Excerpted data>
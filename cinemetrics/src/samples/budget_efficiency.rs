//! Budget vs. revenue observations across four genre buckets
//!
//! Amounts are in millions of USD.

use cinemetrics_common::money::format_ratio;
use serde::Serialize;

use super::{correlation, Chart, ChartKind, Point, Series};

pub const GENRE_BUCKETS: [&str; 4] = ["Horror", "Action", "Drama", "Sci-Fi"];

#[derive(Debug, Clone, Copy, PartialEq, Serialize)]
pub struct BudgetSample {
    pub budget: f64,
    pub revenue: f64,
    /// revenue / budget
    pub efficiency: f64,
    pub genre: &'static str,
}

const fn sample(
    genre: &'static str,
    budget: f64,
    revenue: f64,
    efficiency: f64,
) -> BudgetSample {
    BudgetSample {
        budget,
        revenue,
        efficiency,
        genre,
    }
}

static BUDGET_SAMPLES: [BudgetSample; 20] = [
    sample("Horror", 5.0, 78.0, 15.6),
    sample("Horror", 10.0, 101.0, 10.1),
    sample("Horror", 15.0, 96.0, 6.4),
    sample("Horror", 3.5, 52.5, 15.0),
    sample("Horror", 20.0, 88.0, 4.4),
    sample("Action", 150.0, 525.0, 3.5),
    sample("Action", 200.0, 780.0, 3.9),
    sample("Action", 120.0, 300.0, 2.5),
    sample("Action", 250.0, 1100.0, 4.4),
    sample("Action", 90.0, 243.0, 2.7),
    sample("Drama", 25.0, 60.0, 2.4),
    sample("Drama", 40.0, 82.0, 2.05),
    sample("Drama", 15.0, 48.0, 3.2),
    sample("Drama", 60.0, 96.0, 1.6),
    sample("Drama", 30.0, 57.0, 1.9),
    sample("Sci-Fi", 160.0, 640.0, 4.0),
    sample("Sci-Fi", 100.0, 310.0, 3.1),
    sample("Sci-Fi", 180.0, 486.0, 2.7),
    sample("Sci-Fi", 60.0, 222.0, 3.7),
    sample("Sci-Fi", 200.0, 900.0, 4.5),
];

pub fn budget_samples() -> &'static [BudgetSample] {
    &BUDGET_SAMPLES
}

pub fn chart() -> Chart {
    let samples = budget_samples();
    let series = GENRE_BUCKETS
        .iter()
        .map(|genre| Series {
            name: genre.to_string(),
            points: samples
                .iter()
                .filter(|s| s.genre == *genre)
                .map(|s| Point {
                    x: s.budget,
                    y: s.revenue,
                    label: None,
                })
                .collect(),
        })
        .collect();

    Chart {
        kind: ChartKind::Scatter,
        title: "Budget Efficiency by Genre".to_string(),
        x_label: "Budget ($M)".to_string(),
        y_label: "Revenue ($M)".to_string(),
        series,
        summary: summary(samples),
    }
}

/// Average efficiency per bucket, in bucket order
pub fn average_efficiency(samples: &[BudgetSample]) -> Vec<(&'static str, f64)> {
    GENRE_BUCKETS
        .iter()
        .filter_map(|genre| {
            let values: Vec<f64> = samples
                .iter()
                .filter(|s| s.genre == *genre)
                .map(|s| s.efficiency)
                .collect();
            if values.is_empty() {
                None
            } else {
                Some((*genre, values.iter().sum::<f64>() / values.len() as f64))
            }
        })
        .collect()
}

fn summary(samples: &[BudgetSample]) -> Vec<String> {
    let averages = average_efficiency(samples);
    let mut lines = Vec::new();

    if let Some((genre, best)) = averages.iter().max_by(|a, b| a.1.total_cmp(&b.1)) {
        lines.push(format!(
            "Most efficient genre: {} (average {})",
            genre,
            format_ratio(*best)
        ));
    }
    if let Some((genre, worst)) = averages.iter().min_by(|a, b| a.1.total_cmp(&b.1)) {
        lines.push(format!(
            "Least efficient genre: {} (average {})",
            genre,
            format_ratio(*worst)
        ));
    }

    let budgets: Vec<f64> = samples.iter().map(|s| s.budget).collect();
    let efficiencies: Vec<f64> = samples.iter().map(|s| s.efficiency).collect();
    if let Some(r) = correlation(&budgets, &efficiencies) {
        let trend = if r < 0.0 { "falls" } else { "rises" };
        lines.push(format!("Efficiency {} as budget grows (r = {:.2})", trend, r));
    }

    lines
}
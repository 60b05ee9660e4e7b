//! Ingest of downloaded TMDB movie documents
//!
//! Scan a source directory, load documents concurrently, and merge new
//! movies into the catalog and the movie ID cache.

pub mod loader;
pub mod scanner;
pub mod tmdb;

pub use loader::{ImportSummary, LoadOutcome, Loader};
pub use scanner::{FileScanner, ScanError};
pub use tmdb::{extract_record, parse_payload, ExtractError, TmdbMovie};

use std::collections::BTreeSet;
use std::path::Path;
use std::sync::Arc;

use cinemetrics_common::MovieIdCache;
use tracing::info;

use crate::catalog::Catalog;

/// Import settings
#[derive(Debug, Clone)]
pub struct ImportOptions {
    pub workers: usize,
    pub cast_limit: usize,
    /// Process at most this many documents (in scan order)
    pub limit: Option<usize>,
    pub show_progress: bool,
}

impl Default for ImportOptions {
    fn default() -> Self {
        Self {
            workers: 5,
            cast_limit: 15,
            limit: None,
            show_progress: true,
        }
    }
}

/// Import every movie document under `source`
///
/// Movies already in the catalog are skipped. A movie id that appears in
/// several documents of one run is merged from the first one in scan order;
/// the repeats count as skipped. The ID cache ends up holding every catalog id.
pub async fn import_directory(
    source: &Path,
    catalog: &mut Catalog,
    cache: &mut MovieIdCache,
    options: &ImportOptions,
) -> Result<ImportSummary, ScanError> {
    let mut paths = FileScanner::new().scan(source)?;
    if let Some(limit) = options.limit {
        paths.truncate(limit);
    }

    let mut loader = Loader::new(options.workers, options.cast_limit);
    if !options.show_progress {
        loader = loader.without_progress();
    }

    info!(
        "Starting to process {} movie documents with {} workers",
        paths.len(),
        loader.workers()
    );

    let known: Arc<BTreeSet<i64>> = Arc::new(catalog.movie_ids().collect());
    let (outcomes, mut summary) = loader.load(paths, known).await;

    for outcome in outcomes {
        if let LoadOutcome::Loaded(record) = outcome {
            let movie_id = record.movie.movie_id;
            if catalog.contains(movie_id) {
                summary.processed -= 1;
                summary.skipped += 1;
                continue;
            }
            catalog.insert_record(record);
        }
    }

    cache.extend(catalog.movie_ids());

    log_summary(&summary);
    Ok(summary)
}

/// Emit the end-of-import report
pub fn log_summary(summary: &ImportSummary) {
    info!("Import completed in {:.2} seconds", summary.elapsed.as_secs_f64());
    info!("Successfully processed: {} movies", summary.processed);
    info!("Already known: {} movies", summary.skipped);
    info!("Failed to process: {} documents", summary.failed);
    info!(
        "Average time per document: {:.3} seconds",
        summary.average_per_file().as_secs_f64()
    );
}
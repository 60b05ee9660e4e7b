//! Tracing subscriber setup
//!
//! `RUST_LOG` wins over the configured level. With a log file configured,
//! events go to stderr and are appended to the file without ANSI colors.

use std::fs::OpenOptions;
use std::sync::Mutex;

use cinemetrics_common::config::LoggingConfig;
use cinemetrics_common::{Error, Result};
use tracing_subscriber::{fmt, layer::SubscriberExt, util::SubscriberInitExt, EnvFilter};

/// Filter from `RUST_LOG`, falling back to the configured level
pub fn env_filter(config: &LoggingConfig) -> EnvFilter {
    EnvFilter::try_from_default_env().unwrap_or_else(|_| EnvFilter::new(&config.level))
}

/// Install the global subscriber
pub fn init_logging(config: &LoggingConfig) -> Result<()> {
    let file_layer = match &config.file {
        Some(path) => {
            if let Some(parent) = path.parent() {
                if !parent.as_os_str().is_empty() {
                    std::fs::create_dir_all(parent)?;
                }
            }
            let file = OpenOptions::new().create(true).append(true).open(path)?;
            Some(fmt::layer().with_ansi(false).with_writer(Mutex::new(file)))
        }
        None => None,
    };

    tracing_subscriber::registry()
        .with(env_filter(config))
        .with(fmt::layer().with_writer(std::io::stderr))
        .with(file_layer)
        .try_init()
        .map_err(|e| Error::Internal(format!("Failed to initialize logging: {}", e)))
}

#[cfg(test)]
mod tests {
    use super::*;
    use serial_test::serial;

    #[test]
    #[serial]
    fn test_filter_uses_configured_level() {
        std::env::remove_var("RUST_LOG");
        let config = LoggingConfig {
            level: "warn".to_string(),
            file: None,
        };
        assert_eq!(env_filter(&config).to_string(), "warn");
    }

    #[test]
    #[serial]
    fn test_rust_log_overrides_config() {
        std::env::set_var("RUST_LOG", "cinemetrics=trace");
        let filter = env_filter(&LoggingConfig::default());
        std::env::remove_var("RUST_LOG");
        assert_eq!(filter.to_string(), "cinemetrics=trace");
    }
}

Prompt> Spot every line in the entries that includes the word "known", and copy each one out.

Output for this exercise>
    let known: Arc<BTreeSet<i64>> = Arc::new(catalog.movie_ids().collect());
    let (outcomes, mut summary) = loader.load(paths, known).await;
    info!("Already known: {} movies", summary.skipped);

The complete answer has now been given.